# Boosting

Boosting is an ensemble learning technique that combines multiple weak learners (typically decision trees) to create a strong learner. Unlike Bagging and Random Forest, which build trees independently, Boosting trains trees sequentially, where each new tree corrects the errors of the previous ones.

#### How It Works:
- **Sequential Training**: Trees are trained one after another, with each tree focusing on the misclassified instances of the previous tree.
- **Weighted Data**: In each iteration, the incorrectly classified instances are given more weight, so subsequent trees focus more on difficult cases.
- **Aggregation**: The final prediction is made by combining the weighted predictions of all trees, typically using a weighted vote (for classification) or weighted average (for regression).

#### Advantages:
✅ **Reduces Bias**: Boosting improves the accuracy by reducing both bias and variance.  
✅ **Highly Accurate**: Often produces better results than individual models due to its focus on correcting errors.  
✅ **Works Well with Complex Data**: Can handle complex data distributions and capture subtle patterns in the data.  
✅ **Flexible**: Can be applied to a wide range of models, and different base learners (like decision trees, logistic regression, etc.) can be used.

#### Disadvantages:
❌ **Prone to Overfitting**: If too many trees are added, boosting can overfit the training data, especially if the base learner is too complex.  
❌ **Computationally Expensive**: Training sequential trees can be slow and resource-intensive.  
❌ **Less Interpretability**: Like Random Forest, boosting ensembles (e.g., Gradient Boosting) can be difficult to interpret.  
❌ **Sensitive to Noisy Data**: Boosting can be sensitive to noise in the data, as it places more weight on difficult cases, which might be noisy or outliers.


In [6]:
#downloading all the necesaary dependecies
import pandas as pd
import numpy as np
from pathlib import Path
from sklearn.tree import DecisionTreeClassifier
from sklearn.ensemble import BaggingClassifier
from sklearn.ensemble import RandomForestClassifier
from sklearn.ensemble import GradientBoostingClassifier
from sklearn.metrics import accuracy_score, precision_score
from sklearn.model_selection import cross_val_score, KFold


In [7]:
%run ../Data/Data_Formatting.ipynb

In [8]:
%run Classification_Tree.ipynb

Note: you may need to restart the kernel to use updated packages.


In [9]:
pip install scikit-learn




In [10]:
#loading the training dataset 
train_path = Path("../Data/premierleague_team_data.csv")
matches = pd.read_csv(train_path)

#loading the testing data 
test_path = Path("../Data/premierleague_test_team_data.csv")
test_matches = pd.read_csv(test_path)

In [11]:
#loading the training dataset with rank
train_path = Path("../Data/premierleague_rank_team_data.csv")
new_matches = pd.read_csv(train_path)

#loading the testing data with rank
test_path = Path("../Data/premierleague_rank_test_team_data.csv")
new_test_matches = pd.read_csv(test_path)

In [12]:
process_data(matches, test_matches)

In [13]:
process_data(new_matches, new_test_matches)

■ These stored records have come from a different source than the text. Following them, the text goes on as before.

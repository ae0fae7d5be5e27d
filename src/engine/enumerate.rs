//! Block device enumeration
//!
//! Walks `/sys/class/block` for whole disks, skipping partitions and
//! virtual devices. The port exists so the scan engine can be driven by a
//! scripted inventory in tests.

use std::path::PathBuf;

use async_trait::async_trait;
use tracing::debug;

use crate::device::Bus;
use crate::error::Result;

/// A block device as seen by enumeration, before any SMART read
#[derive(Debug, Clone, PartialEq, Eq)]
pub struct DiscoveredDevice {
    pub os_name: String,
    pub bus: Bus,
    pub rotational: Option<bool>,
    pub capacity_bytes: Option<u64>,
}

/// Inventory source abstraction
#[async_trait]
pub trait DeviceEnumerator: Send + Sync {
    async fn enumerate(&self) -> Result<Vec<DiscoveredDevice>>;
}

// =============================================================================
// Sysfs Adapter
// =============================================================================

/// Enumerates whole-disk block devices from sysfs
pub struct SysfsEnumerator {
    sysfs_path: PathBuf,
}

impl SysfsEnumerator {
    pub fn new() -> Self {
        Self::with_sysfs_path("/sys")
    }

    pub fn with_sysfs_path(sysfs_path: impl Into<PathBuf>) -> Self {
        Self {
            sysfs_path: sysfs_path.into(),
        }
    }

    fn should_include(name: &str) -> bool {
        const VIRTUAL_PREFIXES: [&str; 5] = ["loop", "ram", "dm-", "md", "zram"];
        !VIRTUAL_PREFIXES.iter().any(|p| name.starts_with(p))
    }

    fn read_attr(&self, device: &str, attr: &str) -> Option<String> {
        let path = self.sysfs_path.join("class/block").join(device).join(attr);
        std::fs::read_to_string(path)
            .ok()
            .map(|s| s.trim().to_string())
    }

    fn detect_bus(&self, device: &str) -> Bus {
        if device.starts_with("nvme") {
            return Bus::Nvme;
        }
        // The sysfs device path of a USB-attached disk runs through the USB
        // controller.
        let link = self.sysfs_path.join("class/block").join(device);
        if let Ok(target) = std::fs::canonicalize(&link) {
            if target.to_string_lossy().contains("/usb") {
                return Bus::Usb;
            }
        }
        Bus::Ata
    }
}

impl Default for SysfsEnumerator {
    fn default() -> Self {
        Self::new()
    }
}

#[async_trait]
impl DeviceEnumerator for SysfsEnumerator {
    async fn enumerate(&self) -> Result<Vec<DiscoveredDevice>> {
        let block_path = self.sysfs_path.join("class/block");
        let mut devices = Vec::new();

        let entries = match std::fs::read_dir(&block_path) {
            Ok(entries) => entries,
            Err(e) => {
                debug!(path = %block_path.display(), error = %e, "no block sysfs");
                return Ok(devices);
            }
        };

        for entry in entries.filter_map(|e| e.ok()) {
            let name = entry.file_name().to_string_lossy().to_string();
            if !Self::should_include(&name) {
                continue;
            }
            // Partitions carry a "partition" attribute.
            if entry.path().join("partition").exists() {
                continue;
            }

            let rotational = self
                .read_attr(&name, "queue/rotational")
                .and_then(|s| match s.as_str() {
                    "0" => Some(false),
                    "1" => Some(true),
                    _ => None,
                });
            let capacity_bytes = self
                .read_attr(&name, "size")
                .and_then(|s| s.parse::<u64>().ok())
                .map(|sectors| sectors * 512);

            devices.push(DiscoveredDevice {
                bus: self.detect_bus(&name),
                os_name: name,
                rotational,
                capacity_bytes,
            });
        }

        devices.sort_by(|a, b| a.os_name.cmp(&b.os_name));
        Ok(devices)
    }
}

#[cfg(test)]
mod tests {
    use super::*;
    use std::fs;

    #[test]
    fn test_virtual_devices_excluded() {
        assert!(SysfsEnumerator::should_include("sda"));
        assert!(SysfsEnumerator::should_include("nvme0n1"));
        assert!(!SysfsEnumerator::should_include("loop0"));
        assert!(!SysfsEnumerator::should_include("ram0"));
        assert!(!SysfsEnumerator::should_include("dm-3"));
        assert!(!SysfsEnumerator::should_include("md127"));
        assert!(!SysfsEnumerator::should_include("zram0"));
    }

    #[tokio::test]
    async fn test_enumerate_fake_sysfs() {
        let dir = tempfile::tempdir().unwrap();
        let block = dir.path().join("class/block");

        // Whole disk with rotational flag and size.
        let sda = block.join("sda");
        fs::create_dir_all(sda.join("queue")).unwrap();
        fs::write(sda.join("queue/rotational"), "1\n").unwrap();
        fs::write(sda.join("size"), "7814037168\n").unwrap();

        // A partition of it, which must be skipped.
        let sda1 = block.join("sda1");
        fs::create_dir_all(&sda1).unwrap();
        fs::write(sda1.join("partition"), "1\n").unwrap();

        // A loop device, skipped as virtual.
        fs::create_dir_all(block.join("loop0")).unwrap();

        let enumerator = SysfsEnumerator::with_sysfs_path(dir.path());
        let devices = enumerator.enumerate().await.unwrap();

        assert_eq!(devices.len(), 1);
        assert_eq!(devices[0].os_name, "sda");
        assert_eq!(devices[0].rotational, Some(true));
        assert_eq!(devices[0].capacity_bytes, Some(7814037168 * 512));
    }

    #[tokio::test]
    async fn test_enumerate_missing_sysfs_is_empty() {
        let enumerator = SysfsEnumerator::with_sysfs_path("/definitely/not/here");
        assert!(enumerator.enumerate().await.unwrap().is_empty());
    }
}
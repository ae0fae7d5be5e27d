//! SMART attribute model
//!
//! Raw attribute storage plus the handful of well-known attribute IDs the
//! scoring and decision layers interpret by name. Every other attribute is
//! carried opaquely so history records stay complete.

pub mod reader;

use std::collections::BTreeMap;

use serde::{Deserialize, Serialize};

pub use reader::{ReadOutcome, SmartPayload, SmartReader, SmartctlReader};

// =============================================================================
// Well-Known Attribute IDs
// =============================================================================

/// SMART attribute IDs interpreted by name
pub mod ids {
    /// Sectors already remapped
    pub const REALLOCATED_SECTORS: u8 = 5;
    /// Operating hours (some drives report seconds or minutes)
    pub const POWER_ON_HOURS: u8 = 9;
    /// Power-on cycle count
    pub const POWER_CYCLE_COUNT: u8 = 12;
    /// Uncorrectable read errors reported to the host
    pub const REPORTED_UNCORRECTABLE: u8 = 187;
    /// Controller command timeouts
    pub const COMMAND_TIMEOUT: u8 = 188;
    /// Current temperature (raw also carries lifetime max on some drives)
    pub const TEMPERATURE: u8 = 194;
    /// Sectors awaiting remap
    pub const PENDING_SECTORS: u8 = 197;
    /// Offline-scan unrecoverable sectors
    pub const OFFLINE_UNCORRECTABLE: u8 = 198;
    /// SSD endurance remaining (100 = new, 0 = exhausted)
    pub const PERCENT_LIFETIME_REMAINING: u8 = 202;
    /// Host writes in LBA units
    pub const TOTAL_LBAS_WRITTEN: u8 = 241;
}

/// Raw values at or above this are sentinel garbage from USB bridges and
/// broken firmware, not real measurements.
pub const SENTINEL_RAW: u64 = u32::MAX as u64;

// =============================================================================
// Attribute Types
// =============================================================================

/// A single SMART attribute as reported by the drive
#[derive(Debug, Clone, PartialEq, Eq, Serialize, Deserialize)]
pub struct SmartAttribute {
    /// Attribute ID
    pub id: u8,
    /// Attribute name as reported by smartctl
    pub name: String,
    /// Raw value
    pub raw_value: u64,
    /// Normalized current value
    pub normalized: u8,
    /// Worst normalized value seen by the drive
    pub worst: u8,
    /// Failure threshold (0 = informational)
    pub threshold: u8,
    /// Attribute flags word
    pub flags: u16,
}

impl SmartAttribute {
    /// Whether the normalized value has crossed the drive's own threshold.
    pub fn failing(&self) -> bool {
        self.threshold > 0 && self.normalized < self.threshold
    }
}

/// Attribute map keyed by SMART attribute ID
#[derive(Debug, Clone, Default, PartialEq, Eq, Serialize, Deserialize)]
#[serde(transparent)]
pub struct AttributeMap(pub BTreeMap<u8, SmartAttribute>);

impl AttributeMap {
    /// Create an empty map
    pub fn new() -> Self {
        Self(BTreeMap::new())
    }

    pub fn insert(&mut self, attr: SmartAttribute) {
        self.0.insert(attr.id, attr);
    }

    pub fn get(&self, id: u8) -> Option<&SmartAttribute> {
        self.0.get(&id)
    }

    pub fn is_empty(&self) -> bool {
        self.0.is_empty()
    }

    pub fn len(&self) -> usize {
        self.0.len()
    }

    /// Raw value for an attribute, with sentinel filtering.
    ///
    /// Returns `None` when the attribute is absent or its raw value is a
    /// known sentinel (>= `u32::MAX`). Absent and sentinel values contribute
    /// to neither escalation nor scoring; a real zero does.
    pub fn raw_value(&self, id: u8) -> Option<u64> {
        self.0
            .get(&id)
            .map(|a| a.raw_value)
            .filter(|&v| v < SENTINEL_RAW)
    }

    /// Power-on hours, normalizing drives that report seconds or minutes.
    pub fn power_on_hours(&self) -> Option<u64> {
        let attr = self.0.get(&ids::POWER_ON_HOURS)?;
        if attr.raw_value >= SENTINEL_RAW {
            return None;
        }
        let name = attr.name.to_ascii_lowercase();
        if name.contains("second") {
            Some(attr.raw_value / 3600)
        } else if name.contains("minut") {
            Some(attr.raw_value / 60)
        } else {
            Some(attr.raw_value)
        }
    }

    /// Total bytes written by the host, derived from attribute 241 (LBAs of
    /// 512 bytes each).
    pub fn bytes_written(&self) -> Option<u64> {
        self.raw_value(ids::TOTAL_LBAS_WRITTEN)
            .map(|lbas| lbas.saturating_mul(512))
    }

    /// Remaining SSD endurance in percent, clamped to 0..=100.
    ///
    /// Some firmware exposes ID 202 as "percent used" rather than
    /// "percent remaining"; the attribute name disambiguates.
    pub fn percent_lifetime_remaining(&self) -> Option<u8> {
        let attr = self.0.get(&ids::PERCENT_LIFETIME_REMAINING)?;
        if attr.raw_value >= SENTINEL_RAW {
            return None;
        }
        let raw = attr.raw_value.min(100) as u8;
        if attr.name.to_ascii_lowercase().contains("percent_used") {
            Some(100 - raw)
        } else {
            Some(raw)
        }
    }

    /// Iterate over all attributes in ID order.
    pub fn iter(&self) -> impl Iterator<Item = &SmartAttribute> {
        self.0.values()
    }
}

#[cfg(test)]
mod tests {
    use super::*;

    fn attr(id: u8, name: &str, raw: u64) -> SmartAttribute {
        SmartAttribute {
            id,
            name: name.to_string(),
            raw_value: raw,
            normalized: 100,
            worst: 100,
            threshold: 0,
            flags: 0,
        }
    }

    #[test]
    fn test_sentinel_values_are_absent() {
        let mut map = AttributeMap::new();
        map.insert(attr(ids::REALLOCATED_SECTORS, "Reallocated_Sector_Ct", 7));
        map.insert(attr(ids::PENDING_SECTORS, "Current_Pending_Sector", u32::MAX as u64));

        assert_eq!(map.raw_value(ids::REALLOCATED_SECTORS), Some(7));
        assert_eq!(map.raw_value(ids::PENDING_SECTORS), None);
        assert_eq!(map.raw_value(ids::COMMAND_TIMEOUT), None);
    }

    #[test]
    fn test_power_on_seconds_normalized_to_hours() {
        let mut map = AttributeMap::new();
        map.insert(attr(ids::POWER_ON_HOURS, "Power_On_Seconds", 7_200));
        assert_eq!(map.power_on_hours(), Some(2));

        let mut map = AttributeMap::new();
        map.insert(attr(ids::POWER_ON_HOURS, "Power_On_Hours", 17_000));
        assert_eq!(map.power_on_hours(), Some(17_000));

        let mut map = AttributeMap::new();
        map.insert(attr(ids::POWER_ON_HOURS, "Power_On_Minutes", 600));
        assert_eq!(map.power_on_hours(), Some(10));
    }

    #[test]
    fn test_percent_used_flipped_to_remaining() {
        let mut map = AttributeMap::new();
        map.insert(attr(ids::PERCENT_LIFETIME_REMAINING, "Percent_Used", 12));
        assert_eq!(map.percent_lifetime_remaining(), Some(88));

        let mut map = AttributeMap::new();
        map.insert(attr(
            ids::PERCENT_LIFETIME_REMAINING,
            "Percent_Lifetime_Remain",
            88,
        ));
        assert_eq!(map.percent_lifetime_remaining(), Some(88));
    }

    #[test]
    fn test_bytes_written_from_lbas() {
        let mut map = AttributeMap::new();
        map.insert(attr(ids::TOTAL_LBAS_WRITTEN, "Total_LBAs_Written", 1_000));
        assert_eq!(map.bytes_written(), Some(512_000));
    }

    #[test]
    fn test_zero_is_a_real_value() {
        let mut map = AttributeMap::new();
        map.insert(attr(ids::REALLOCATED_SECTORS, "Reallocated_Sector_Ct", 0));
        assert_eq!(map.raw_value(ids::REALLOCATED_SECTORS), Some(0));
    }

    #[test]
    fn test_serde_round_trip() {
        let mut map = AttributeMap::new();
        map.insert(attr(ids::TEMPERATURE, "Temperature_Celsius", 34));
        let json = serde_json::to_string(&map).unwrap();
        let back: AttributeMap = serde_json::from_str(&json).unwrap();
        assert_eq!(map, back);
    }
}
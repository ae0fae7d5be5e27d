//! SMART reader
//!
//! Wraps an external `smartctl` invocation and classifies the result. The
//! reader never infers health from a failure; it only reports what kind of
//! failure occurred and leaves aggregation to the GDC manager.

use std::path::Path;
use std::time::{Duration, Instant};

use async_trait::async_trait;
use serde_json::Value;
use tracing::{debug, warn};

use crate::device::{Bus, DeviceIdentity};
use crate::smart::{ids, AttributeMap, SmartAttribute};

/// Default per-call deadline for the smartctl subprocess
pub const DEFAULT_DEADLINE: Duration = Duration::from_secs(15);

// =============================================================================
// Outcome
// =============================================================================

/// Everything a successful read yields
#[derive(Debug, Clone)]
pub struct SmartPayload {
    pub identity: Option<DeviceIdentity>,
    pub attributes: AttributeMap,
    pub capacity_bytes: Option<u64>,
    pub rotational: Option<bool>,
    pub bus: Bus,
    pub temperature: Option<i32>,
    /// Drive-reported lifetime maximum temperature
    pub temperature_max_lifetime: Option<i32>,
    pub elapsed: Duration,
}

/// Classified result of one reader call
#[derive(Debug, Clone)]
pub enum ReadOutcome {
    Success(Box<SmartPayload>),
    /// No response within the deadline
    Timeout { elapsed: Duration },
    /// No JSON, invalid JSON, or inconsistent fields
    ParseError { reason: String },
    /// Device reports no SMART capability (USB bridge without pass-through)
    NoSupport,
    /// Device node was gone at the start of the call
    Vanished,
}

// =============================================================================
// Port
// =============================================================================

/// Reader abstraction so the scan engine can be exercised without hardware.
#[async_trait]
pub trait SmartReader: Send + Sync {
    async fn read(&self, os_name: &str, bus_hint: Bus) -> ReadOutcome;
}

// =============================================================================
// smartctl Adapter
// =============================================================================

/// Production reader invoking smartmontools
#[derive(Debug, Clone)]
pub struct SmartctlReader {
    deadline: Duration,
}

impl SmartctlReader {
    pub fn new(deadline: Duration) -> Self {
        Self { deadline }
    }

    /// Check that smartmontools is installed and answers.
    pub fn is_available() -> bool {
        std::process::Command::new("smartctl")
            .arg("--version")
            .output()
            .map(|o| o.status.success())
            .unwrap_or(false)
    }
}

impl Default for SmartctlReader {
    fn default() -> Self {
        Self::new(DEFAULT_DEADLINE)
    }
}

#[async_trait]
impl SmartReader for SmartctlReader {
    async fn read(&self, os_name: &str, bus_hint: Bus) -> ReadOutcome {
        let dev_path = format!("/dev/{os_name}");
        if !Path::new(&dev_path).exists() {
            return ReadOutcome::Vanished;
        }

        let mut cmd = tokio::process::Command::new("smartctl");
        cmd.arg("-a").arg("-j");
        if let Some(hint) = bus_hint.smartctl_hint() {
            cmd.arg("-d").arg(hint);
        }
        cmd.arg(&dev_path);
        cmd.kill_on_drop(true);

        let started = Instant::now();
        let output = match tokio::time::timeout(self.deadline, cmd.output()).await {
            Ok(Ok(output)) => output,
            Ok(Err(e)) => {
                warn!(device = os_name, error = %e, "failed to launch smartctl");
                return ReadOutcome::ParseError {
                    reason: format!("failed to launch smartctl: {e}"),
                };
            }
            Err(_) => {
                let elapsed = started.elapsed();
                debug!(device = os_name, ?elapsed, "smartctl deadline exceeded");
                return ReadOutcome::Timeout { elapsed };
            }
        };
        let elapsed = started.elapsed();

        // smartctl sets exit bits for all sorts of warnings while still
        // emitting complete JSON; classify from the payload, not the status.
        let json: Value = match serde_json::from_slice(&output.stdout) {
            Ok(json) => json,
            Err(e) => {
                return ReadOutcome::ParseError {
                    reason: format!("smartctl produced no usable JSON: {e}"),
                };
            }
        };

        classify(os_name, &json, bus_hint, elapsed)
    }
}

// =============================================================================
// Classification
// =============================================================================

/// Classify a parsed smartctl JSON document. Pure, so the whole decision
/// table is testable with canned output.
pub fn classify(os_name: &str, json: &Value, bus_hint: Bus, elapsed: Duration) -> ReadOutcome {
    if json["smart_support"]["available"] == Value::Bool(false) {
        return ReadOutcome::NoSupport;
    }
    if let Some(messages) = json["smartctl"]["messages"].as_array() {
        for msg in messages {
            let text = msg["string"].as_str().unwrap_or_default();
            if text.contains("Unknown USB bridge") || text.contains("Unsupported") {
                return ReadOutcome::NoSupport;
            }
        }
    }

    // Inconsistent fields mean the bridge is mangling the protocol.
    if let Some(hours) = json["power_on_time"]["hours"].as_i64() {
        if hours < 0 {
            return ReadOutcome::ParseError {
                reason: format!("negative power-on hours: {hours}"),
            };
        }
    }

    let mut attributes = AttributeMap::new();
    if let Some(table) = json["ata_smart_attributes"]["table"].as_array() {
        for entry in table {
            if let Some(attr) = parse_ata_attribute(entry) {
                attributes.insert(attr);
            }
        }
    } else if let Some(nvme) = json["nvme_smart_health_information_log"].as_object() {
        synthesize_nvme_attributes(&mut attributes, nvme);
    }

    if attributes.is_empty() {
        debug!(device = os_name, "device answered without any SMART table");
        return ReadOutcome::NoSupport;
    }

    let model = json["model_name"]
        .as_str()
        .or_else(|| json["model_family"].as_str())
        .map(|s| s.trim().to_string())
        .filter(|s| !s.is_empty());
    let serial = json["serial_number"]
        .as_str()
        .map(|s| s.trim().to_string())
        .filter(|s| !s.is_empty());
    let identity = match (model, serial) {
        (Some(model), Some(serial)) => Some(DeviceIdentity { model, serial }),
        _ => None,
    };

    let bus = match json["device"]["type"].as_str() {
        Some("sat") => Bus::Sat,
        Some("nvme") => Bus::Nvme,
        Some(t) if t.starts_with("usb") => Bus::Usb,
        Some("ata") | Some("scsi") => Bus::Ata,
        _ => bus_hint,
    };

    let rotational = match json["rotation_rate"].as_u64() {
        Some(0) => Some(false),
        Some(_) => Some(true),
        None if bus == Bus::Nvme => Some(false),
        None => None,
    };

    ReadOutcome::Success(Box::new(SmartPayload {
        identity,
        attributes,
        capacity_bytes: json["user_capacity"]["bytes"].as_u64(),
        rotational,
        bus,
        temperature: json["temperature"]["current"].as_i64().map(|t| t as i32),
        temperature_max_lifetime: json["temperature"]["lifetime_max"]
            .as_i64()
            .map(|t| t as i32),
        elapsed,
    }))
}

fn parse_ata_attribute(entry: &Value) -> Option<SmartAttribute> {
    Some(SmartAttribute {
        id: u8::try_from(entry["id"].as_u64()?).ok()?,
        name: entry["name"].as_str().unwrap_or_default().to_string(),
        raw_value: entry["raw"]["value"].as_u64().unwrap_or(0),
        normalized: entry["value"].as_u64().unwrap_or(0) as u8,
        worst: entry["worst"].as_u64().unwrap_or(0) as u8,
        threshold: entry["thresh"].as_u64().unwrap_or(0) as u8,
        flags: entry["flags"]["value"].as_u64().unwrap_or(0) as u16,
    })
}

/// NVMe drives publish a health log instead of an ATA attribute table; map
/// the fields this daemon interprets onto their ATA equivalents. One NVMe
/// data unit is 1000 512-byte sectors.
fn synthesize_nvme_attributes(
    attributes: &mut AttributeMap,
    nvme: &serde_json::Map<String, Value>,
) {
    let mut add = |id: u8, name: &str, raw: u64| {
        attributes.insert(SmartAttribute {
            id,
            name: name.to_string(),
            raw_value: raw,
            normalized: 100,
            worst: 100,
            threshold: 0,
            flags: 0,
        });
    };

    if let Some(hours) = nvme.get("power_on_hours").and_then(Value::as_u64) {
        add(ids::POWER_ON_HOURS, "Power_On_Hours", hours);
    }
    if let Some(cycles) = nvme.get("power_cycles").and_then(Value::as_u64) {
        add(ids::POWER_CYCLE_COUNT, "Power_Cycle_Count", cycles);
    }
    if let Some(used) = nvme.get("percentage_used").and_then(Value::as_u64) {
        add(
            ids::PERCENT_LIFETIME_REMAINING,
            "Percent_Lifetime_Remain",
            100u64.saturating_sub(used),
        );
    }
    if let Some(written) = nvme.get("data_units_written").and_then(Value::as_u64) {
        add(
            ids::TOTAL_LBAS_WRITTEN,
            "Total_LBAs_Written",
            written.saturating_mul(1000),
        );
    }
    if let Some(errors) = nvme.get("media_errors").and_then(Value::as_u64) {
        add(ids::REPORTED_UNCORRECTABLE, "Media_Errors", errors);
    }
}

// =============================================================================
// Tests
// =============================================================================

#[cfg(test)]
mod tests {
    use super::*;

    const ELAPSED: Duration = Duration::from_millis(120);

    fn ata_json() -> Value {
        serde_json::json!({
            "model_name": "WDC WD40EFRX-68N32N0",
            "serial_number": "WD-WCC7K3BL",
            "rotation_rate": 5400,
            "user_capacity": { "bytes": 4_000_787_030_016u64 },
            "device": { "type": "ata" },
            "temperature": { "current": 34, "lifetime_max": 51 },
            "smart_support": { "available": true, "enabled": true },
            "ata_smart_attributes": {
                "table": [
                    { "id": 5, "name": "Reallocated_Sector_Ct", "value": 200,
                      "worst": 200, "thresh": 140, "flags": { "value": 51 },
                      "raw": { "value": 0, "string": "0" } },
                    { "id": 197, "name": "Current_Pending_Sector", "value": 200,
                      "worst": 200, "thresh": 0, "flags": { "value": 50 },
                      "raw": { "value": 2, "string": "2" } }
                ]
            }
        })
    }

    #[test]
    fn test_classify_ata_success() {
        let outcome = classify("sda", &ata_json(), Bus::Ata, ELAPSED);
        let payload = match outcome {
            ReadOutcome::Success(p) => p,
            other => panic!("expected success, got {other:?}"),
        };

        let identity = payload.identity.expect("identity");
        assert_eq!(identity.model, "WDC WD40EFRX-68N32N0");
        assert_eq!(payload.rotational, Some(true));
        assert_eq!(payload.temperature, Some(34));
        assert_eq!(payload.temperature_max_lifetime, Some(51));
        assert_eq!(payload.attributes.raw_value(ids::PENDING_SECTORS), Some(2));
        assert_eq!(
            payload.attributes.raw_value(ids::REALLOCATED_SECTORS),
            Some(0)
        );
    }

    #[test]
    fn test_classify_no_support() {
        let json = serde_json::json!({
            "smart_support": { "available": false },
            "device": { "type": "scsi" }
        });
        assert!(matches!(
            classify("sdb", &json, Bus::Usb, ELAPSED),
            ReadOutcome::NoSupport
        ));
    }

    #[test]
    fn test_classify_usb_bridge_message() {
        let json = serde_json::json!({
            "smartctl": {
                "messages": [ { "string": "Unknown USB bridge [0x1234:0x5678]", "severity": "error" } ]
            }
        });
        assert!(matches!(
            classify("sdc", &json, Bus::Usb, ELAPSED),
            ReadOutcome::NoSupport
        ));
    }

    #[test]
    fn test_classify_negative_power_on_is_parse_error() {
        let mut json = ata_json();
        json["power_on_time"] = serde_json::json!({ "hours": -4 });
        assert!(matches!(
            classify("sda", &json, Bus::Ata, ELAPSED),
            ReadOutcome::ParseError { .. }
        ));
    }

    #[test]
    fn test_classify_empty_table_is_no_support() {
        let json = serde_json::json!({
            "model_name": "Generic Flash Reader",
            "serial_number": "0000",
            "smart_support": { "available": true }
        });
        assert!(matches!(
            classify("sdd", &json, Bus::Usb, ELAPSED),
            ReadOutcome::NoSupport
        ));
    }

    #[test]
    fn test_classify_missing_identity() {
        let json = serde_json::json!({
            "device": { "type": "sat" },
            "ata_smart_attributes": {
                "table": [
                    { "id": 9, "name": "Power_On_Hours", "value": 98,
                      "worst": 98, "thresh": 0, "flags": { "value": 50 },
                      "raw": { "value": 1200, "string": "1200" } }
                ]
            }
        });
        match classify("sde", &json, Bus::Usb, ELAPSED) {
            ReadOutcome::Success(payload) => {
                assert!(payload.identity.is_none());
                assert_eq!(payload.bus, Bus::Sat);
            }
            other => panic!("expected success, got {other:?}"),
        }
    }

    #[test]
    fn test_classify_nvme_health_log() {
        let json = serde_json::json!({
            "model_name": "Samsung SSD 980 PRO 1TB",
            "serial_number": "S5GXNX0T",
            "device": { "type": "nvme" },
            "temperature": { "current": 42 },
            "nvme_smart_health_information_log": {
                "power_on_hours": 4300,
                "power_cycles": 220,
                "percentage_used": 3,
                "data_units_written": 18_000_000,
                "media_errors": 0
            }
        });

        match classify("nvme0n1", &json, Bus::Nvme, ELAPSED) {
            ReadOutcome::Success(payload) => {
                assert_eq!(payload.rotational, Some(false));
                assert_eq!(
                    payload.attributes.percent_lifetime_remaining(),
                    Some(97)
                );
                assert_eq!(
                    payload.attributes.raw_value(ids::POWER_ON_HOURS),
                    Some(4300)
                );
                // 18M data units x 1000 LBAs x 512 bytes
                assert_eq!(
                    payload.attributes.bytes_written(),
                    Some(18_000_000u64 * 1000 * 512)
                );
            }
            other => panic!("expected success, got {other:?}"),
        }
    }
}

### Boosting using Baseline Predictors (refer /Data/Data_Formatting.ipynb)  

In [14]:
# Function to make yearly predictions using Gradient Boosting
def make_yearly_predictions_gb(Train, Test):
    best_alpha = find_optimal_alpha(Train)
   # Convert 'Date' columns to datetime and sort data
    Train['Date'] = pd.to_datetime(Train['Date'], errors='coerce')
    Test['Date'] = pd.to_datetime(Test['Date'], errors='coerce')
    Train = Train.dropna(subset=['Date']).sort_values(by='Date')
    Test = Test.dropna(subset=['Date']).sort_values(by='Date')

    # Define static predictors
    static_predictors = ["Venue_code", "Opp_code", "Hour", "Day_code"]

      # Train a Gradient Boosting Classifier
    gb_clf = GradientBoostingClassifier(n_estimators=50, max_depth=10, min_samples_split=10, ccp_alpha=best_alpha, random_state=1)
    gb_clf.fit(Train[static_predictors], Train["Target"])

    results = []
    for year in range(Test['Date'].dt.year.min(), Test['Date'].dt.year.max() + 1):
        test_year = Test[Test['Date'].dt.year == year]
        if not test_year.empty:
           # Predict on test data
            preds = gb_clf.predict(test_year[static_predictors])
            
             
            # Calculate precision and accuracy
            precision = precision_score(test_year["Target"], preds, average="weighted")
            accuracy = accuracy_score(test_year["Target"], preds)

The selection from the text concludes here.